The students were taken on a tour of the Guardian building and saw a collection of artefacts from the Guardian’s history, including an original printing press and the original Manchester Guardian sign.

The visit was targeted at media students, who are studying the Guardian as part of their exam topic on news for their A-level in media studies.

A number of English literature and English language students joined the workshop.

Katie Woods, English language student, said: “It was quite an eye-opener to learn about how much goes in to creating the front page of a daily newspaper.

“It was also interesting to appreciate how difficult it is to plan ahead, as the paper depends on events occurring each day so there is no way of predicting what content and news angles you are going to be dealing with, which is really exciting.”

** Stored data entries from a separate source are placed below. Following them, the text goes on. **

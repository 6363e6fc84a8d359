use crate::encoding::reader::Reader;
use crate::DecodeError;

/// The PDU type carried in the high nibble of the first APDU octet.
#[derive(Debug, Clone, Copy, PartialEq, Eq)]
#[repr(u8)]
pub enum ApduType {
    ConfirmedRequest = 0,
    UnconfirmedRequest = 1,
    SimpleAck = 2,
    ComplexAck = 3,
    SegmentAck = 4,
    Error = 5,
    Reject = 6,
    Abort = 7,
}

impl ApduType {
    /// Maps a PDU type nibble; 8-15 are reserved and yield `None`.
    pub fn from_u8(value: u8) -> Option<Self> {
        Some(match value {
            0 => Self::ConfirmedRequest,
            1 => Self::UnconfirmedRequest,
            2 => Self::SimpleAck,
            3 => Self::ComplexAck,
            4 => Self::SegmentAck,
            5 => Self::Error,
            6 => Self::Reject,
            7 => Self::Abort,
            _ => return None,
        })
    }

    /// Classifies an APDU by its first octet.
    pub fn from_first_octet(octet: u8) -> Option<Self> {
        Self::from_u8(octet >> 4)
    }

    /// First APDU octet for this type with the given low-nibble flags.
    pub(crate) const fn octet(self, flags: u8) -> u8 {
        ((self as u8) << 4) | (flags & 0x0F)
    }

    /// Consumes the first octet, failing unless it carries this type.
    /// Returns the low-nibble flags.
    pub(crate) fn read_flags(self, r: &mut Reader<'_>) -> Result<u8, DecodeError> {
        let octet = r.read_u8()?;
        if octet >> 4 != self as u8 {
            return Err(DecodeError::InvalidValue);
        }
        Ok(octet & 0x0F)
    }
}
//! Tagged primitive values. Integers always use the minimal number of
//! octets, strings are always character set 0.

use crate::encoding::{
    reader::Reader,
    tag::{AppTag, Tag},
    writer::Writer,
};
use crate::{DecodeError, EncodeError};

/// BACnet character set 0: ANSI X3.4 / UTF-8.
pub const CHARSET_UTF8: u8 = 0;

/// Big-endian octets of `value` with leading zero octets dropped.
fn unsigned_octets(value: u32) -> ([u8; 4], usize) {
    let bytes = value.to_be_bytes();
    let skip = (value.leading_zeros() / 8).min(3) as usize;
    (bytes, skip)
}

/// Big-endian octets of `value` with redundant sign octets dropped.
fn signed_octets(value: i32) -> ([u8; 4], usize) {
    let bytes = value.to_be_bytes();
    let redundant = if value < 0 {
        value.leading_ones()
    } else {
        value.leading_zeros()
    };
    // keep one sign bit in the first retained octet
    let skip = (redundant.saturating_sub(1) / 8).min(3) as usize;
    (bytes, skip)
}

fn write_tagged(w: &mut Writer<'_>, tag: Tag, body: &[u8]) -> Result<(), EncodeError> {
    tag.encode(w)?;
    w.write_all(body)
}

fn string_len(value: &str) -> Result<u32, EncodeError> {
    u32::try_from(value.len() + 1).map_err(|_| EncodeError::ValueOutOfRange)
}

fn write_string_body(w: &mut Writer<'_>, value: &str) -> Result<(), EncodeError> {
    w.write_u8(CHARSET_UTF8)?;
    w.write_all(value.as_bytes())
}

/// Reads an application tag and returns its length if it is `expected`.
fn expect_app(r: &mut Reader<'_>, expected: AppTag) -> Result<usize, DecodeError> {
    match Tag::decode(r)? {
        Tag::Application { tag, len } if tag == expected => Ok(len as usize),
        _ => Err(DecodeError::InvalidTag),
    }
}

pub fn decode_unsigned(r: &mut Reader<'_>, len: usize) -> Result<u32, DecodeError> {
    if !(1..=4).contains(&len) {
        return Err(DecodeError::InvalidLength);
    }
    Ok(r
        .read_exact(len)?
        .iter()
        .fold(0u32, |acc, &b| (acc << 8) | u32::from(b)))
}

pub fn decode_signed(r: &mut Reader<'_>, len: usize) -> Result<i32, DecodeError> {
    if !(1..=4).contains(&len) {
        return Err(DecodeError::InvalidLength);
    }
    let raw = r.read_exact(len)?;
    let fill = if raw[0] & 0x80 != 0 { 0xFF } else { 0x00 };
    let mut out = [fill; 4];
    out[4 - len..].copy_from_slice(raw);
    Ok(i32::from_be_bytes(out))
}

pub fn encode_app_unsigned(w: &mut Writer<'_>, value: u32) -> Result<(), EncodeError> {
    encode_app_unsigned_like(w, AppTag::UnsignedInt, value)
}

pub fn encode_app_enumerated(w: &mut Writer<'_>, value: u32) -> Result<(), EncodeError> {
    encode_app_unsigned_like(w, AppTag::Enumerated, value)
}

/// Unsigned and enumerated share an encoding and differ only in the tag.
pub(crate) fn encode_app_unsigned_like(
    w: &mut Writer<'_>,
    tag: AppTag,
    value: u32,
) -> Result<(), EncodeError> {
    let (bytes, skip) = unsigned_octets(value);
    let body = &bytes[skip..];
    write_tagged(
        w,
        Tag::Application {
            tag,
            len: body.len() as u32,
        },
        body,
    )
}

pub fn encode_app_signed(w: &mut Writer<'_>, value: i32) -> Result<(), EncodeError> {
    let (bytes, skip) = signed_octets(value);
    let body = &bytes[skip..];
    write_tagged(
        w,
        Tag::Application {
            tag: AppTag::SignedInt,
            len: body.len() as u32,
        },
        body,
    )
}

pub fn encode_app_object_id(w: &mut Writer<'_>, object_id_raw: u32) -> Result<(), EncodeError> {
    let tag = Tag::Application {
        tag: AppTag::ObjectId,
        len: 4,
    };
    write_tagged(w, tag, &object_id_raw.to_be_bytes())
}

pub fn encode_app_real(w: &mut Writer<'_>, value: f32) -> Result<(), EncodeError> {
    let tag = Tag::Application {
        tag: AppTag::Real,
        len: 4,
    };
    write_tagged(w, tag, &value.to_be_bytes())
}

pub fn encode_app_character_string(w: &mut Writer<'_>, value: &str) -> Result<(), EncodeError> {
    Tag::Application {
        tag: AppTag::CharacterString,
        len: string_len(value)?,
    }
    .encode(w)?;
    write_string_body(w, value)
}

pub fn decode_app_unsigned(r: &mut Reader<'_>) -> Result<u32, DecodeError> {
    let len = expect_app(r, AppTag::UnsignedInt)?;
    decode_unsigned(r, len)
}

pub fn decode_app_enumerated(r: &mut Reader<'_>) -> Result<u32, DecodeError> {
    let len = expect_app(r, AppTag::Enumerated)?;
    decode_unsigned(r, len)
}

pub fn decode_app_object_id(r: &mut Reader<'_>) -> Result<u32, DecodeError> {
    match expect_app(r, AppTag::ObjectId)? {
        4 => r.read_be_u32(),
        _ => Err(DecodeError::InvalidLength),
    }
}

pub fn decode_app_character_string<'a>(r: &mut Reader<'a>) -> Result<&'a str, DecodeError> {
    let len = expect_app(r, AppTag::CharacterString)?;
    decode_character_string(r, len)
}

pub fn encode_ctx_unsigned(w: &mut Writer<'_>, tag_num: u8, value: u32) -> Result<(), EncodeError> {
    let (bytes, skip) = unsigned_octets(value);
    let body = &bytes[skip..];
    write_tagged(
        w,
        Tag::Context {
            tag_num,
            len: body.len() as u32,
        },
        body,
    )
}

pub fn encode_ctx_object_id(
    w: &mut Writer<'_>,
    tag_num: u8,
    object_id_raw: u32,
) -> Result<(), EncodeError> {
    write_tagged(
        w,
        Tag::Context { tag_num, len: 4 },
        &object_id_raw.to_be_bytes(),
    )
}

pub fn encode_ctx_character_string(
    w: &mut Writer<'_>,
    tag_num: u8,
    value: &str,
) -> Result<(), EncodeError> {
    Tag::Context {
        tag_num,
        len: string_len(value)?,
    }
    .encode(w)?;
    write_string_body(w, value)
}

/// Decodes the body of a character string whose tag has already been read.
///
/// Only character set 0 is accepted.
pub fn decode_character_string<'a>(
    r: &mut Reader<'a>,
    len: usize,
) -> Result<&'a str, DecodeError> {
    let raw = r.read_exact(len)?;
    match raw.split_first() {
        None => Err(DecodeError::InvalidLength),
        Some((&CHARSET_UTF8, text)) => {
            core::str::from_utf8(text).map_err(|_| DecodeError::InvalidValue)
        }
        Some(_) => Err(DecodeError::Unsupported),
    }
}

#[cfg(test)]
#[cfg(feature = "alloc")]
mod tests {
    use super::{
        decode_app_character_string, decode_app_unsigned, decode_character_string,
        decode_signed, decode_unsigned, encode_app_character_string, encode_app_signed,
        encode_app_unsigned, encode_ctx_character_string,
    };
    use crate::encoding::{reader::Reader, tag::Tag, writer::Writer};
    use crate::DecodeError;
    use proptest::prelude::*;

    proptest! {
        #[test]
        fn app_unsigned_roundtrip(v in any::<u32>()) {
            let mut b = [0u8; 16];
            let mut w = Writer::new(&mut b);
            encode_app_unsigned(&mut w, v).unwrap();
            let mut r = Reader::new(w.as_written());
            prop_assert_eq!(decode_app_unsigned(&mut r).unwrap(), v);
        }

        #[test]
        fn app_signed_roundtrip(v in any::<i32>()) {
            let mut b = [0u8; 16];
            let mut w = Writer::new(&mut b);
            encode_app_signed(&mut w, v).unwrap();
            let mut r = Reader::new(w.as_written());
            let len = match Tag::decode(&mut r).unwrap() {
                Tag::Application { len, .. } => len as usize,
                other => panic!("unexpected tag: {other:?}"),
            };
            prop_assert_eq!(decode_signed(&mut r, len).unwrap(), v);
        }

        #[test]
        fn app_string_roundtrip(s in "[ -~]{0,40}") {
            let mut b = [0u8; 64];
            let mut w = Writer::new(&mut b);
            encode_app_character_string(&mut w, &s).unwrap();
            let mut r = Reader::new(w.as_written());
            prop_assert_eq!(decode_app_character_string(&mut r).unwrap(), s.as_str());
        }
    }

    #[test]
    fn minimal_length_integers() {
        let mut b = [0u8; 16];
        let mut w = Writer::new(&mut b);
        encode_app_unsigned(&mut w, 1024).unwrap();
        encode_app_unsigned(&mut w, 0).unwrap();
        encode_app_signed(&mut w, -1).unwrap();
        encode_app_signed(&mut w, 128).unwrap();
        assert_eq!(
            w.as_written(),
            &[0x22, 0x04, 0x00, 0x21, 0x00, 0x31, 0xFF, 0x32, 0x00, 0x80]
        );
    }

    #[test]
    fn ctx_character_string_body() {
        let mut b = [0u8; 32];
        let mut w = Writer::new(&mut b);
        encode_ctx_character_string(&mut w, 3, "BI 01").unwrap();
        let mut r = Reader::new(w.as_written());
        match Tag::decode(&mut r).unwrap() {
            Tag::Context { tag_num: 3, len } => {
                let got = decode_character_string(&mut r, len as usize).unwrap();
                assert_eq!(got, "BI 01");
            }
            other => panic!("unexpected tag: {other:?}"),
        }
    }

    #[test]
    fn non_utf8_charset_is_unsupported() {
        let mut r = Reader::new(&[0x04, 0x00, 0x41]);
        assert_eq!(
            decode_character_string(&mut r, 3).unwrap_err(),
            DecodeError::Unsupported
        );
    }

    #[test]
    fn oversized_integer_length_is_rejected() {
        let mut r = Reader::new(&[0; 8]);
        assert_eq!(
            decode_unsigned(&mut r, 5).unwrap_err(),
            DecodeError::InvalidLength
        );
    }
}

Sujan Pariyar, media student, added: “I really enjoyed the visit to the Guardian, it was a great hands-on experience about what it is like to work in a newsroom environment where everything is fast paced.

“I learnt and understood the importance of teamwork in the industry to deliver high-quality content within tight deadlines, ensuring the newspapers are on the shelves the next day. ”

The students quickly appreciated how time is very much of the essence in a busy newsroom, becoming aware of the importance of planning whilst being able to critically analyse media and edit a news story, without comprising attention to detail.

They also recognised that in the newspaper world a last-minute breaking news feed can suddenly change the content of the front page.

Adam Boulton-Lear, lead teacher for media, said: “This was the college’s first visit to the Guardian and it was a fantastic opportunity for our students to experience what it is like to work for a global newspaper brand.”